几天前,我读完了黑塞的小说《纳尔奇思与歌尔得蒙》,书里的两个男人,一个一生流浪,一个永久沉思,既相互矛盾,也相互补足。无论如何,那个用脚步去感知世界的歌尔得蒙比起在修道院里为精神献身的纳尔奇思,更能给人以震撼与感动。作者黑塞在小说开篇描写了修道院门口的一棵来自南国的栗子树,与周遭显得格格不入,却又有着突出的美丽。读完整本书,我发现,它的气质就像修道院里的歌尔得蒙——他本来就属于远方。
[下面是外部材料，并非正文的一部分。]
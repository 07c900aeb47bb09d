//! Printable CV page.
//!
//! A standalone HTML document built from the CV record with inline styles
//! tuned for paper, so the offline PDF script can print it directly.

use chrono::NaiveDate;
use maud::{html, Markup, PreEscaped, DOCTYPE};

use crate::cv::pdf::FormattedExperience;
use crate::data::{NavLink, SITE_CONFIG};
use crate::models::cv::{CvData, EmploymentType};
use crate::navigation::{breadcrumb_structured_data, BreadcrumbItem};

const PRINT_CSS: &str = "\
body{font-family:system-ui,sans-serif;max-width:52rem;margin:2rem auto;color:#111;line-height:1.45}\
header h1{margin-bottom:0}\
.muted{color:#64748b}\
nav.breadcrumbs ol{list-style:none;display:flex;gap:.5rem;padding:0}\
nav.breadcrumbs li+li::before{content:'\\203A';margin-right:.5rem}\
nav.site-nav a{margin-right:1rem}\
section{margin-top:1.5rem}\
.role h3{margin-bottom:.1rem}\
@media print{nav{display:none}body{margin:0}}";

pub fn render_cv_page(cv: &CvData, breadcrumbs: &[BreadcrumbItem], today: NaiveDate) -> Markup {
    let title = format!("{} - CV", cv.personal_info.name);
    let experience: Vec<FormattedExperience> = cv
        .experience
        .iter()
        .map(|exp| FormattedExperience::new(exp, today))
        .collect();

    html! {
        (DOCTYPE)
        html lang="en" {
            head {
                meta charset="UTF-8";
                meta name="viewport" content="width=device-width, initial-scale=1.0";
                meta name="description" content=(SITE_CONFIG.description);
                title { (title) }
                style { (PreEscaped(PRINT_CSS)) }
                script type="application/ld+json" { (PreEscaped(json_ld(breadcrumbs))) }
            }
            body {
                nav.site-nav { (render_nav(SITE_CONFIG.nav)) }
                (render_breadcrumbs(breadcrumbs))
                header {
                    h1 { (cv.personal_info.name) }
                    p.muted { (cv.personal_info.title) " · " (cv.personal_info.location) }
                    p.muted {
                        a href=(cv.personal_info.linkedin) { "LinkedIn" }
                        " · "
                        a href=(cv.personal_info.github) { "GitHub" }
                        " · " (cv.personal_info.ham_radio)
                    }
                    p { (cv.personal_info.summary) }
                }
                section.experience {
                    h2 { "Experience" }
                    @for role in &experience {
                        div.role {
                            h3 { (role.experience.title) " — " (role.experience.company) }
                            p.muted {
                                (role.date_range)
                                " (" (format_years(role.duration)) ", "
                                (employment_label(role.experience.kind)) ")"
                            }
                            ul {
                                @for item in &role.experience.responsibilities {
                                    li { (item) }
                                }
                            }
                        }
                    }
                }
                @if !cv.leadership.is_empty() {
                    section.leadership {
                        h2 { "Leadership" }
                        @for group in &cv.leadership {
                            h3 { (group.category) }
                            ul {
                                @for role in &group.roles {
                                    li {
                                        strong { (role.title) } ", " (role.organization)
                                        @if let Some(description) = &role.description {
                                            " — " (description)
                                        }
                                    }
                                }
                            }
                        }
                    }
                }
                @if !cv.certifications.is_empty() {
                    section.certifications {
                        h2 { "Certifications" }
                        ul { @for cert in &cv.certifications { li { (cert) } } }
                    }
                }
                section.skills {
                    h2 { "Skills" }
                    (skill_row("Systems", &cv.skills.systems))
                    (skill_row("Security", &cv.skills.security))
                    (skill_row("Specializations", &cv.skills.specializations))
                }
                @if !cv.competencies.is_empty() {
                    section.competencies {
                        h2 { "Core Competencies" }
                        @for competency in &cv.competencies {
                            h3 { (competency.title) }
                            ul { @for item in &competency.items { li { (item) } } }
                        }
                    }
                }
            }
        }
    }
}

fn render_nav(links: &[NavLink]) -> Markup {
    html! {
        @for link in links {
            a href=(link.href) { (link.name) }
        }
    }
}

fn render_breadcrumbs(crumbs: &[BreadcrumbItem]) -> Markup {
    html! {
        nav.breadcrumbs aria-label="Breadcrumb" {
            ol {
                @for crumb in crumbs {
                    @match (&crumb.href, crumb.is_current()) {
                        (Some(href), false) => li { a href=(href) { (crumb.label) } },
                        _ => li aria-current="page" { (crumb.label) },
                    }
                }
            }
        }
    }
}

fn skill_row(label: &str, skills: &[String]) -> Markup {
    html! {
        @if !skills.is_empty() {
            p { strong { (label) ": " } (skills.join(", ")) }
        }
    }
}

/// JSON-LD for a `<script>` body; `</` is escaped so labels cannot close
/// the element early.
fn json_ld(crumbs: &[BreadcrumbItem]) -> String {
    serde_json::to_string(&breadcrumb_structured_data(crumbs))
        .unwrap_or_default()
        .replace("</", "<\\/")
}

fn format_years(years: f64) -> String {
    if years == 1.0 {
        "1 yr".to_string()
    } else {
        format!("{years} yrs")
    }
}

fn employment_label(kind: EmploymentType) -> &'static str {
    match kind {
        EmploymentType::FullTime => "Full-time",
        EmploymentType::Consulting => "Consulting",
        EmploymentType::PartTime => "Part-time",
    }
}

#[cfg(test)]
mod tests {
    use super::*;
    use crate::navigation::{generate_content_breadcrumbs, ContentType};
    use crate::test_helpers::sample_cv;

    fn page() -> String {
        let crumbs = generate_content_breadcrumbs(ContentType::Cv, None, Some("print"));
        let today = NaiveDate::from_ymd_opt(2025, 1, 15).unwrap();
        render_cv_page(&sample_cv(), &crumbs, today).into_string()
    }

    #[test]
    fn test_page_has_title_and_sections() {
        let html = page();
        assert!(html.starts_with("<!DOCTYPE html>"));
        assert!(html.contains("<title>Austin Cole - CV</title>"));
        assert!(html.contains("Experience"));
        assert!(html.contains("January 2020 - Present (5 yrs, Full-time)"));
        assert!(html.contains("CISSP"));
    }

    #[test]
    fn test_breadcrumbs_and_json_ld() {
        let html = page();
        assert!(html.contains(r#"<a href="/cv/">CV</a>"#));
        assert!(html.contains(r#"<li aria-current="page">Print Version</li>"#));
        assert!(html.contains(r#""@type":"BreadcrumbList""#));
    }

    #[test]
    fn test_cv_text_is_escaped() {
        let mut cv = sample_cv();
        cv.personal_info.summary = "<script>alert(1)</script>".into();
        let crumbs = vec![BreadcrumbItem::link("</script><b>", "/cv/")];
        let today = NaiveDate::from_ymd_opt(2025, 1, 15).unwrap();
        let html = render_cv_page(&cv, &crumbs, today).into_string();
        assert!(!html.contains("<script>alert(1)</script>"));
        assert!(html.contains("&lt;script&gt;alert(1)&lt;/script&gt;"));
        assert!(!html.contains("</script><b>"));
        assert!(html.contains(r#""name":"<\/script><b>""#));
    }

    #[test]
    fn test_format_years() {
        assert_eq!(format_years(1.0), "1 yr");
        assert_eq!(format_years(4.5), "4.5 yrs");
        assert_eq!(format_years(5.0), "5 yrs");
    }
}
而今天,看着这些来自异国的樱花在阳光下闪耀着晶莹却易碎的光芒,我发现它们才是流浪的歌尔得蒙最完美的诠释。歌尔得蒙在流浪的路上释放了他内心中感性和冲动的力量,也在流浪路上将自己的生命燃烧得异常明亮。他经历过风霜雨雪,以及爱情和死亡,就像这樱花,用尽全力去开放。
每当读到歌尔得蒙在流浪路途中的风风雨雨时,我总在想,他为什么不能停下脚步?为什么不能回头?为什么不回修道院去找他的挚友?
作为一个生在春城的人,我从没有体会过“流水落花春去也,天上人间”的伤春情绪,直到我踏上江南的土地,我才发现春天确实是充斥着“沾衣欲湿杏花雨,吹面不寒杨柳风”的季节,也忽然理解了千年前的古人在面对满园落花时,那种“水流花谢两无情”的感受。
如果歌尔得蒙停下了,回头了,那么他或许可以收获一份平安喜乐,但他内心深处充沛的情感将永远得不到挖掘,他也永远无法用在远方体验到的各种形象去刻画自己的灵魂。樱花如果不在远方开放,那它也无法见证那么多年来来往往的目光。
小说中,歌尔得蒙的归程,充满了物是人非的沧桑,他只能用那双艺术家的手去记录那些内心中积压已久,喷薄欲出的情感与形象。他太爱那些记忆,以至于觉得自己短暂的生命也无法承载,只能用这种方式向上帝换回一点残缺的永恒。或许是这种阔别的苍凉容纳不下歌尔得蒙那种丰富的情感,他追随母性的召唤,再一次踏上路途,并且在这次旅途中倾洒完自己的最后一点爱,无怨无悔地离开这个世界。
这些怒放的生命也是如此,樱花的花期很短,它终将在奋力绽放之后飘落远方,但继续前行的人们会将它的每一片花瓣装点在记忆里,变成永恒。就像一个武士,只求仗剑天涯,拔剑出鞘的光辉,早已忘却飘落远方的寂静。